Yes! Hot yoga is unique in that it is a well-rounded workout that is healing to the body. In just a 60 or 90 minute hot yoga class, students will receive a cardiovascular experience that also increases both strength and flexibility. The owners of SWEAT believe wholeheartedly that hot yoga can be a student’s only physical activity while still achieving optimal health. However, students need not abandon their favorite athletic endeavors to become a yogi. Hot yoga is also a great complement to every sport. Come talk to us about our experiences with high school, collegiate, and professional athletes who have adopted a hot yoga practice and increased their performance level.

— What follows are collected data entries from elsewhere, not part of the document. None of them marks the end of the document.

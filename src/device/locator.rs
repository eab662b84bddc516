use std::{path::PathBuf, sync::Arc, thread, time::Duration};

use anyhow::{Context, Result};
use tracing as log;

use super::{CommandRunner, DevicePathTemplate};
use crate::{config::Device, error::DriverError};

/// Expands a glob pattern against the host filesystem.
pub trait DeviceScan: Send + Sync {
    fn scan(&self, pattern: &str) -> Result<Vec<PathBuf>>;
}

pub struct GlobScan;

impl DeviceScan for GlobScan {
    fn scan(&self, pattern: &str) -> Result<Vec<PathBuf>> {
        let paths = glob::glob(pattern).with_context(|| format!("bad device glob {pattern}"))?;
        Ok(paths
            .filter_map(|entry| match entry {
                Ok(p) => Some(p),
                Err(e) => {
                    log::warn!("[scan] skipping unreadable entry: {e}");
                    None
                }
            })
            .collect())
    }
}

/// What to do when the first scan finds nothing.
#[derive(Debug, Clone, Copy, PartialEq, Eq)]
pub enum Remediation {
    ScanOnly,
    Attach { fatal: bool },
}

/// Maps a volume name to the host block device exported for it.
pub struct DeviceLocator {
    template: DevicePathTemplate,
    attach_commands: Vec<Vec<String>>,
    retries: u32,
    interval: Duration,
    scan: Arc<dyn DeviceScan>,
    commands: CommandRunner,
}

impl DeviceLocator {
    pub fn new(dev: &Device, scan: Arc<dyn DeviceScan>, commands: CommandRunner) -> Self {
        Self {
            template: dev.path_template.clone(),
            attach_commands: dev.attach_commands.clone(),
            retries: dev.retries,
            interval: dev.retry_interval,
            scan,
            commands,
        }
    }

    /// Scans first; attach commands only run when the device is not there
    /// yet. More than one match is never retried.
    pub fn locate(&self, name: &str, remedy: Remediation) -> Result<Option<PathBuf>> {
        let pattern = self.template.glob_pattern(name);
        if let Some(dev) = self.scan_once(name, &pattern)? {
            log::debug!("[locate] {name} -> {}", dev.display());
            return Ok(Some(dev));
        }

        let Remediation::Attach { fatal } = remedy else {
            return Ok(None);
        };
        if self.attach_commands.is_empty() {
            log::debug!("[locate] no device for {name} and no attach commands configured");
            return Ok(None);
        }

        self.commands.run("attach", &self.attach_commands, fatal)?;

        for attempt in 1..=self.retries {
            thread::sleep(self.interval);
            if let Some(dev) = self.scan_once(name, &pattern)? {
                log::debug!("[locate] {name} -> {} (attempt {attempt})", dev.display());
                return Ok(Some(dev));
            }
            log::debug!(
                "[locate] {pattern} matched nothing (attempt {attempt}/{})",
                self.retries
            );
        }

        log::warn!(
            "[locate] no device for {name} after {} attempts ({pattern})",
            self.retries
        );
        Ok(None)
    }

    /// Re-runs the attach commands whether or not a device is visible.
    pub fn refresh(&self, fatal: bool) -> Result<()> {
        self.commands.run("attach", &self.attach_commands, fatal)
    }

    fn scan_once(&self, name: &str, pattern: &str) -> Result<Option<PathBuf>> {
        let mut found = self.scan.scan(pattern)?;
        match found.len() {
            0 => Ok(None),
            1 => Ok(found.pop()),
            _ => Err(DriverError::AmbiguousDevice {
                name: name.to_string(),
                matches: found.iter().map(|p| p.display().to_string()).collect(),
            }
            .into()),
        }
    }
}

#[cfg(test)]
mod tests {
    use std::{
        fs,
        sync::atomic::{AtomicUsize, Ordering},
    };

    use tempfile::TempDir;

    use super::*;
    use crate::{config::testing::config, utils::process::testing::FakeRunner};

    struct CountingScan {
        inner: GlobScan,
        calls: AtomicUsize,
    }

    impl CountingScan {
        fn new() -> Self {
            Self {
                inner: GlobScan,
                calls: AtomicUsize::new(0),
            }
        }
    }

    impl DeviceScan for CountingScan {
        fn scan(&self, pattern: &str) -> Result<Vec<PathBuf>> {
            self.calls.fetch_add(1, Ordering::SeqCst);
            self.inner.scan(pattern)
        }
    }

    struct Fixture {
        tmp: TempDir,
        runner: Arc<FakeRunner>,
        scan: Arc<CountingScan>,
        locator: DeviceLocator,
    }

    fn fixture(attach: bool) -> Fixture {
        let tmp = TempDir::new().unwrap();
        let mut dev = config().device;
        dev.path_template =
            DevicePathTemplate::parse(&format!("{}/x/{{pool}}/{{name}}", tmp.path().display()))
                .unwrap();
        if !attach {
            dev.attach_commands.clear();
        }
        let runner = Arc::new(FakeRunner::new());
        let scan = Arc::new(CountingScan::new());
        let locator = DeviceLocator::new(&dev, scan.clone(), CommandRunner::new(runner.clone()));
        Fixture {
            tmp,
            runner,
            scan,
            locator,
        }
    }

    fn touch(f: &Fixture, pool: &str, name: &str) -> PathBuf {
        let dir = f.tmp.path().join("x").join(pool);
        fs::create_dir_all(&dir).unwrap();
        let p = dir.join(name);
        fs::write(&p, b"").unwrap();
        p
    }

    #[test]
    fn visible_device_needs_no_commands() {
        let f = fixture(true);
        let dev = touch(&f, "vol0", "foo");
        touch(&f, "vol0", "foobar");

        let found = f
            .locator
            .locate("foo", Remediation::Attach { fatal: true })
            .unwrap();
        assert_eq!(found, Some(dev));
        assert!(f.runner.rendered().is_empty());
        assert_eq!(f.scan.calls.load(Ordering::SeqCst), 1);
    }

    #[test]
    fn absent_device_attaches_once_then_retries() {
        let f = fixture(true);
        let found = f
            .locator
            .locate("foo", Remediation::Attach { fatal: true })
            .unwrap();
        assert_eq!(found, None);
        assert_eq!(f.runner.rendered(), ["iscsiadm -m session"]);
        // initial scan plus the configured retries
        assert_eq!(f.scan.calls.load(Ordering::SeqCst), 1 + 3);
    }

    #[test]
    fn ambiguous_device_is_not_retried() {
        let f = fixture(true);
        touch(&f, "vol0", "foo");
        touch(&f, "vol1", "foo");

        let err = f
            .locator
            .locate("foo", Remediation::Attach { fatal: true })
            .unwrap_err();
        assert!(matches!(
            err.downcast_ref::<DriverError>(),
            Some(DriverError::AmbiguousDevice { matches, .. }) if matches.len() == 2
        ));
        assert!(f.runner.rendered().is_empty());
        assert_eq!(f.scan.calls.load(Ordering::SeqCst), 1);
    }

    #[test]
    fn scan_only_never_attaches() {
        let f = fixture(true);
        let found = f.locator.locate("foo", Remediation::ScanOnly).unwrap();
        assert_eq!(found, None);
        assert!(f.runner.rendered().is_empty());
        assert_eq!(f.scan.calls.load(Ordering::SeqCst), 1);
    }

    #[test]
    fn nothing_to_run_means_single_scan() {
        let f = fixture(false);
        let found = f
            .locator
            .locate("foo", Remediation::Attach { fatal: true })
            .unwrap();
        assert_eq!(found, None);
        assert_eq!(f.scan.calls.load(Ordering::SeqCst), 1);
    }

    #[test]
    fn refresh_always_runs_attach_commands() {
        let f = fixture(true);
        touch(&f, "vol0", "foo");
        f.locator.refresh(true).unwrap();
        assert_eq!(f.runner.rendered(), ["iscsiadm -m session"]);
    }
}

Will I lose weight with hot yoga?
All of our hot yoga classes offer an excellent cardiovascular workout and will burn fat. If you incorporate a minimum of three hot yoga classes per week along with healthy food choices, you will soon notice weight stabilization. Hot yoga also works to help your digestive, endocrine, lymphatic, and respiratory systems work at an optimal level, and brings heightened body awareness. Taken together, these benefits help you crave better food choices and portions.
Why use heat and humidity?
The elevated hot yoga temperature and humidity protects muscles by allowing for deeper range of motion, intensifies the cardiovascular workout, and detoxifies the body through sweating. As is true when adjusting to any new setting, the environment can be a formidable challenge for the new practitioner, but students adjust much more quickly than they expect. As an added benefit, the combination of heat & humidity experienced at our hot yoga studio, on a consistent basis, will help outdoor athletes better acclimate to summer conditions, without the harmful side effects of sun exposure, and therefore increase performance.

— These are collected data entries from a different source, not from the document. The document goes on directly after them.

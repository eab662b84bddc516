pub mod commands;
pub mod locator;
pub mod template;

pub use commands::CommandRunner;
pub use locator::{DeviceLocator, DeviceScan, GlobScan, Remediation};
pub use template::DevicePathTemplate;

What should I bring to hot yoga class?
At a minimum, bring plenty of water and a change of clothes for after a hot yoga class. We provide complementary hot yoga mats and towels for use during class, as well as shower towels and amenities in our locker rooms. Though we take sanitation and hygiene very seriously at SWEAT Yoga Studio (learn more about our facility here), if the idea of sharing mats and towels makes your head explode, you can most definitely bring your own.
What is basic hot yoga class etiquette?
Be on time and only leave early if you must. It’s advised to inform your teacher ahead of time if you’re not planning to stay for the whole hot yoga class. Set up near the door and leave when it is least disruptive.
Bring only the essentials into the hot yoga room. There are great places to keep your things in the locker rooms or outside the yoga room door. Please don’t bring your keys, shoes, bags, or cell phones into any hot yoga class.
The hot yoga room is a meditative space. Please enter and exit quietly. We love that you want to talk with your fellow yogis, and that’s why we have a large, comfy lobby space. Please take your conversations outside of the hot yoga room, and observe silence during your practice.
Tailor your practice by skipping a pose or modifying its depth, but do not digress too much from the teacher’s instruction. Doing so has a noticeable impact on the energy of the class.
Be mindful of your neighbors’ space when setting up your mat.
Avoid strong smelling lotions, oils, or perfumes for the respect of others around you in a seemingly vulnerable environment.
What should I expect the next day after hot yoga?
After your first hot yoga class, or after an extended break from hot yoga, you may feel a little sore the next day and may have a headache. The headache is a sign of your body detoxing and maybe some dehydration. Make sure you drink a lot of water before and after a hot yoga class, and if you sweat a lot, consider using electrolytes, too. Try coming back to class to help your body become accustomed to practicing, and you may find it relieves your soreness.
What if I’m not flexible enough for hot yoga?
Contrary to popular belief, hot yoga is not all about bending yourself into a pretzel. Saying you don’t do yoga because you’re not flexible, is like saying you don’t eat because you’re hungry. Increased range of motion is one of the many benefits of hot yoga, but it is certainly not a prerequisite.